Please repeat the data exactly, leaving nothing out.

++++ MATERIAL SUPPLIED

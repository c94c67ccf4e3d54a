use crate::error::{AppError, Result};
use std::str::FromStr;
use std::time::Duration;

#[derive(Debug, Clone)]
pub struct Config {
    pub app: AppConfig,
    pub redis: RedisConfig,
    pub kafka: KafkaConfig,
    pub grpc: GrpcConfig,
    pub fanout: FanoutConfig,
    pub feed: FeedConfig,
}

#[derive(Debug, Clone)]
pub struct AppConfig {
    pub env: String,
    pub grpc_port: u16,
    pub http_port: u16,
    /// How long health reports "down" before servers stop accepting work
    pub shutdown_drain: Duration,
}

#[derive(Debug, Clone, Copy, PartialEq, Eq)]
pub enum CacheBackend {
    Redis,
    Memory,
}

impl FromStr for CacheBackend {
    type Err = AppError;

    fn from_str(s: &str) -> Result<Self> {
        match s.to_ascii_lowercase().as_str() {
            "redis" => Ok(CacheBackend::Redis),
            "memory" => Ok(CacheBackend::Memory),
            other => Err(AppError::Config(format!("unknown CACHE_BACKEND '{}'", other))),
        }
    }
}

#[derive(Debug, Clone)]
pub struct RedisConfig {
    pub url: String,
    pub backend: CacheBackend,
    pub key_prefix: String,
    /// Newest items kept per timeline row
    pub max_row_size: usize,
}

#[derive(Debug, Clone)]
pub struct KafkaConfig {
    pub bootstrap_servers: String,
    pub group_id: String,
    pub topics: Vec<String>,
    pub offset_reset: String,
    pub fetch_min_bytes: String,
}

#[derive(Debug, Clone)]
pub struct GrpcConfig {
    pub social_graph_url: String,
    pub post_service_url: String,
    pub user_service_url: String,
    pub downstream_timeout: Duration,
    pub classify_timeout: Duration,
    pub request_timeout: Duration,
}

#[derive(Debug, Clone)]
pub struct FanoutConfig {
    /// Followers appended sequentially by one batch task
    pub worker_threshold: usize,
    pub poll_timeout: Duration,
    pub shutdown_grace: Duration,
}

#[derive(Debug, Clone)]
pub struct FeedConfig {
    pub default_page_size: usize,
}

impl Default for FanoutConfig {
    fn default() -> Self {
        Self {
            worker_threshold: 100,
            poll_timeout: Duration::from_millis(100),
            shutdown_grace: Duration::from_secs(30),
        }
    }
}

impl Default for FeedConfig {
    fn default() -> Self {
        Self {
            default_page_size: crate::cursor::DEFAULT_PAGE_SIZE,
        }
    }
}

impl Config {
    pub fn from_env() -> Result<Self> {
        // A missing .env file is fine; the environment may already be populated
        let _ = dotenvy::dotenv();

        let worker_threshold: usize = env_parse("FANOUT_WORKER_THRESHOLD", 100)?;
        if worker_threshold == 0 {
            return Err(AppError::Config(
                "FANOUT_WORKER_THRESHOLD must be at least 1".to_string(),
            ));
        }

        let default_page_size: usize =
            env_parse("FEED_DEFAULT_PAGE_SIZE", crate::cursor::DEFAULT_PAGE_SIZE)?;
        if default_page_size == 0 {
            return Err(AppError::Config(
                "FEED_DEFAULT_PAGE_SIZE must be at least 1".to_string(),
            ));
        }

        Ok(Config {
            app: AppConfig {
                env: env_or("APP_ENV", "development"),
                grpc_port: env_parse("GRPC_PORT", 9084)?,
                http_port: env_parse("HTTP_PORT", 8084)?,
                shutdown_drain: Duration::from_secs(env_parse("SHUTDOWN_DRAIN_SECS", 5)?),
            },
            redis: RedisConfig {
                url: env_or("REDIS_URL", "redis://127.0.0.1:6379"),
                backend: env_or("CACHE_BACKEND", "redis").parse()?,
                key_prefix: env_or("TIMELINE_KEY_PREFIX", "timeline"),
                max_row_size: env_parse("TIMELINE_MAX_ROW_SIZE", 800)?,
            },
            kafka: KafkaConfig {
                bootstrap_servers: env_or("KAFKA_BOOTSTRAP_SERVERS", "localhost:9092"),
                group_id: env_or("KAFKA_GROUP_ID", "feed-fanout-writer"),
                topics: parse_topics(&env_or("KAFKA_TOPICS", "posts.created")),
                offset_reset: env_or("KAFKA_OFFSET_RESET", "earliest"),
                fetch_min_bytes: env_or("KAFKA_FETCH_MIN_BYTES", "1"),
            },
            grpc: GrpcConfig {
                social_graph_url: env_or("SOCIAL_GRAPH_URL", "http://127.0.0.1:50051"),
                post_service_url: env_or("POST_SERVICE_URL", "http://127.0.0.1:50052"),
                user_service_url: env_or("USER_SERVICE_URL", "http://127.0.0.1:50053"),
                downstream_timeout: Duration::from_millis(env_parse("DOWNSTREAM_TIMEOUT_MS", 2000)?),
                classify_timeout: Duration::from_millis(env_parse("CLASSIFY_TIMEOUT_MS", 5000)?),
                request_timeout: Duration::from_millis(env_parse("REQUEST_TIMEOUT_MS", 8000)?),
            },
            fanout: FanoutConfig {
                worker_threshold,
                poll_timeout: Duration::from_millis(env_parse("FANOUT_POLL_TIMEOUT_MS", 100)?),
                shutdown_grace: Duration::from_secs(env_parse("FANOUT_SHUTDOWN_GRACE_SECS", 30)?),
            },
            feed: FeedConfig { default_page_size },
        })
    }
}

fn env_or(key: &str, default: &str) -> String {
    std::env::var(key).unwrap_or_else(|_| default.to_string())
}

fn env_parse<T>(key: &str, default: T) -> Result<T>
where
    T: FromStr,
    T::Err: std::fmt::Display,
{
    match std::env::var(key) {
        Ok(raw) => raw
            .trim()
            .parse()
            .map_err(|e| AppError::Config(format!("invalid {}='{}': {}", key, raw, e))),
        Err(_) => Ok(default),
    }
}

fn parse_topics(raw: &str) -> Vec<String> {
    raw.split(',')
        .map(str::trim)
        .filter(|t| !t.is_empty())
        .map(str::to_string)
        .collect()
}

#[cfg(test)]
mod tests {
    use super::*;

    #[test]
    fn test_parse_topics_skips_blanks() {
        assert_eq!(
            parse_topics("posts.created, posts.replayed,,"),
            vec!["posts.created".to_string(), "posts.replayed".to_string()]
        );
        assert!(parse_topics("").is_empty());
    }

    #[test]
    fn test_cache_backend_from_str() {
        assert_eq!("redis".parse::<CacheBackend>().unwrap(), CacheBackend::Redis);
        assert_eq!("MEMORY".parse::<CacheBackend>().unwrap(), CacheBackend::Memory);
        assert!("memcached".parse::<CacheBackend>().is_err());
    }

    #[test]
    fn test_env_parse_rejects_garbage() {
        std::env::set_var("FEED_TEST_BAD_NUMBER", "twelve");
        let parsed: Result<u64> = env_parse("FEED_TEST_BAD_NUMBER", 1);
        assert!(matches!(parsed, Err(AppError::Config(_))));

        let missing: u64 = env_parse("FEED_TEST_MISSING_NUMBER", 7).unwrap();
        assert_eq!(missing, 7);
    }

    #[test]
    fn test_fanout_defaults() {
        let config = FanoutConfig::default();
        assert_eq!(config.worker_threshold, 100);
        assert_eq!(config.shutdown_grace, Duration::from_secs(30));
    }
}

++++++++

• _RESULT OF THIS TASK_:
repository c94c67ccf4e3d54a
use crate::error::{AppError, Result};
use std::str::FromStr;
use std::time::Duration;

#[derive(Debug, Clone)]
pub struct Config {
    pub app: AppConfig,
    pub redis: RedisConfig,
    pub kafka: KafkaConfig,
    pub grpc: GrpcConfig,
    pub fanout: FanoutConfig,
    pub feed: FeedConfig,
}

#[derive(Debug, Clone)]
pub struct AppConfig {
    pub env: String,
    pub grpc_port: u16,
    pub http_port: u16,
    /// How long health reports "down" before servers stop accepting work
    pub shutdown_drain: Duration,
}

#[derive(Debug, Clone, Copy, PartialEq, Eq)]
pub enum CacheBackend {
    Redis,
    Memory,
}

impl FromStr for CacheBackend {
    type Err = AppError;

    fn from_str(s: &str) -> Result<Self> {
        match s.to_ascii_lowercase().as_str() {
            "redis" => Ok(CacheBackend::Redis),
            "memory" => Ok(CacheBackend::Memory),
            other => Err(AppError::Config(format!("unknown CACHE_BACKEND '{}'", other))),
        }
    }
}

#[derive(Debug, Clone)]
pub struct RedisConfig {
    pub url: String,
    pub backend: CacheBackend,
    pub key_prefix: String,
    /// Newest items kept per timeline row
    pub max_row_size: usize,
}

#[derive(Debug, Clone)]
pub struct KafkaConfig {
    pub bootstrap_servers: String,
    pub group_id: String,
    pub topics: Vec<String>,
    pub offset_reset: String,
    pub fetch_min_bytes: String,
}

#[derive(Debug, Clone)]
pub struct GrpcConfig {
    pub social_graph_url: String,
    pub post_service_url: String,
    pub user_service_url: String,
    pub downstream_timeout: Duration,
    pub classify_timeout: Duration,
    pub request_timeout: Duration,
}

#[derive(Debug, Clone)]
pub struct FanoutConfig {
    /// Followers appended sequentially by one batch task
    pub worker_threshold: usize,
    pub poll_timeout: Duration,
    pub shutdown_grace: Duration,
}

#[derive(Debug, Clone)]
pub struct FeedConfig {
    pub default_page_size: usize,
}

impl Default for FanoutConfig {
    fn default() -> Self {
        Self {
            worker_threshold: 100,
            poll_timeout: Duration::from_millis(100),
            shutdown_grace: Duration::from_secs(30),
        }
    }
}

impl Default for FeedConfig {
    fn default() -> Self {
        Self {
            default_page_size: crate::cursor::DEFAULT_PAGE_SIZE,
        }
    }
}

impl Config {
    pub fn from_env() -> Result<Self> {
        // A missing .env file is fine; the environment may already be populated
        let _ = dotenvy::dotenv();

        let worker_threshold: usize = env_parse("FANOUT_WORKER_THRESHOLD", 100)?;
        if worker_threshold == 0 {
            return Err(AppError::Config(
                "FANOUT_WORKER_THRESHOLD must be at least 1".to_string(),
            ));
        }

        let default_page_size: usize =
            env_parse("FEED_DEFAULT_PAGE_SIZE", crate::cursor::DEFAULT_PAGE_SIZE)?;
        if default_page_size == 0 {
            return Err(AppError::Config(
                "FEED_DEFAULT_PAGE_SIZE must be at least 1".to_string(),
            ));
        }

        Ok(Config {
            app: AppConfig {
                env: env_or("APP_ENV", "development"),
                grpc_port: env_parse("GRPC_PORT", 9084)?,
                http_port: env_parse("HTTP_PORT", 8084)?,
                shutdown_drain: Duration::from_secs(env_parse("SHUTDOWN_DRAIN_SECS", 5)?),
            },
            redis: RedisConfig {
                url: env_or("REDIS_URL", "redis://127.0.0.1:6379"),
                backend: env_or("CACHE_BACKEND", "redis").parse()?,
                key_prefix: env_or("TIMELINE_KEY_PREFIX", "timeline"),
                max_row_size: env_parse("TIMELINE_MAX_ROW_SIZE", 800)?,
            },
            kafka: KafkaConfig {
                bootstrap_servers: env_or("KAFKA_BOOTSTRAP_SERVERS", "localhost:9092"),
                group_id: env_or("KAFKA_GROUP_ID", "feed-fanout-writer"),
                topics: parse_topics(&env_or("KAFKA_TOPICS", "posts.created")),
                offset_reset: env_or("KAFKA_OFFSET_RESET", "earliest"),
                fetch_min_bytes: env_or("KAFKA_FETCH_MIN_BYTES", "1"),
            },
            grpc: GrpcConfig {
                social_graph_url: env_or("SOCIAL_GRAPH_URL", "http://127.0.0.1:50051"),
                post_service_url: env_or("POST_SERVICE_URL", "http://127.0.0.1:50052"),
                user_service_url: env_or("USER_SERVICE_URL", "http://127.0.0.1:50053"),
                downstream_timeout: Duration::from_millis(env_parse("DOWNSTREAM_TIMEOUT_MS", 2000)?),
                classify_timeout: Duration::from_millis(env_parse("CLASSIFY_TIMEOUT_MS", 5000)?),
                request_timeout: Duration::from_millis(env_parse("REQUEST_TIMEOUT_MS", 8000)?),
            },
            fanout: FanoutConfig {
                worker_threshold,
                poll_timeout: Duration::from_millis(env_parse("FANOUT_POLL_TIMEOUT_MS", 100)?),
                shutdown_grace: Duration::from_secs(env_parse("FANOUT_SHUTDOWN_GRACE_SECS", 30)?),
            },
            feed: FeedConfig { default_page_size },
        })
    }
}

fn env_or(key: &str, default: &str) -> String {
    std::env::var(key).unwrap_or_else(|_| default.to_string())
}

fn env_parse<T>(key: &str, default: T) -> Result<T>
where
    T: FromStr,
    T::Err: std::fmt::Display,
{
    match std::env::var(key) {
        Ok(raw) => raw
            .trim()
            .parse()
            .map_err(|e| AppError::Config(format!("invalid {}='{}': {}", key, raw, e))),
        Err(_) => Ok(default),
    }
}

fn parse_topics(raw: &str) -> Vec<String> {
    raw.split(',')
        .map(str::trim)
        .filter(|t| !t.is_empty())
        .map(str::to_string)
        .collect()
}

#[cfg(test)]
mod tests {
    use super::*;

    #[test]
    fn test_parse_topics_skips_blanks() {
        assert_eq!(
            parse_topics("posts.created, posts.replayed,,"),
            vec!["posts.created".to_string(), "posts.replayed".to_string()]
        );
        assert!(parse_topics("").is_empty());
    }

    #[test]
    fn test_cache_backend_from_str() {
        assert_eq!("redis".parse::<CacheBackend>().unwrap(), CacheBackend::Redis);
        assert_eq!("MEMORY".parse::<CacheBackend>().unwrap(), CacheBackend::Memory);
        assert!("memcached".parse::<CacheBackend>().is_err());
    }

    #[test]
    fn test_env_parse_rejects_garbage() {
        std::env::set_var("FEED_TEST_BAD_NUMBER", "twelve");
        let parsed: Result<u64> = env_parse("FEED_TEST_BAD_NUMBER", 1);
        assert!(matches!(parsed, Err(AppError::Config(_))));

        let missing: u64 = env_parse("FEED_TEST_MISSING_NUMBER", 7).unwrap();
        assert_eq!(missing, 7);
    }

    #[test]
    fn test_fanout_defaults() {
        let config = FanoutConfig::default();
        assert_eq!(config.worker_threshold, 100);
        assert_eq!(config.shutdown_grace, Duration::from_secs(30));
    }
}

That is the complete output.